▶ [ENTRIES SUPPLIED]:
■ ■ ■ ■ ■

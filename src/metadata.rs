// SPDX-FileCopyrightText: 2025 RAprogramm <andrey.rozanov.vl@gmail.com>
// SPDX-License-Identifier: MIT

/// Static and aggregate repository attributes.
use tracing::info;

use crate::{
    error::{Error, Lookup, classify},
    models::{OwnerSummary, RepositoryInfo, Visibility},
    resolver::RepositoryResolver,
    session::Session,
    upstream::RawRepository,
};

/// Reads repository metadata: one lookup plus one topic-list fetch.
#[derive(Debug, Clone, Copy,)]
pub struct MetadataReader<'s,>
{
    session: &'s Session,
}

impl<'s,> MetadataReader<'s,>
{
    pub fn new(session: &'s Session,) -> Self
    {
        Self {
            session,
        }
    }

    /// Returns the metadata of `identifier`.
    ///
    /// # Errors
    ///
    /// Same taxonomy as [`RepositoryResolver::resolve`]; the topic fetch
    /// shares those failure modes.
    pub async fn get_info(&self, identifier: &str,) -> Result<RepositoryInfo, Error,>
    {
        let (identifier, repository,) =
            RepositoryResolver::new(self.session,).resolve(identifier,).await?.into_parts();

        let topics = self
            .session
            .upstream()
            .topics(&identifier,)
            .await
            .map_err(|failure| classify(failure, &identifier.to_string(), Lookup::Repository,),)?;

        info!("Retrieved repository information for {}", identifier);
        Ok(normalize_repository(repository, topics,),)
    }
}

fn normalize_repository(repository: RawRepository, topics: Vec<String,>,) -> RepositoryInfo
{
    let visibility = Visibility::from_upstream(repository.visibility.as_deref(), repository.private,);

    RepositoryInfo {
        name: repository.name,
        full_name: repository.full_name,
        description: repository.description,
        owner: OwnerSummary {
            login:      repository.owner.login,
            avatar_url: repository.owner.avatar_url,
            html_url:   repository.owner.html_url,
        },
        html_url: repository.html_url,
        api_url: repository.url,
        stars: repository.stargazers_count,
        forks: repository.forks_count,
        watchers: repository.watchers_count,
        open_issues: repository.open_issues_count,
        language: repository.language,
        license: repository.license.map(|license| license.name,),
        created_at: repository.created_at,
        updated_at: repository.updated_at,
        pushed_at: repository.pushed_at,
        visibility,
        default_branch: repository.default_branch,
        topics,
    }
}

■ ■ ■ ■ ■

▶ [ASSIGNMENT]:
Take from the material every line that holds "MetadataReader".

▶ [RESPONSE TO THE EXERCISE]:
pub struct MetadataReader<'s,>
impl<'s,> MetadataReader<'s,>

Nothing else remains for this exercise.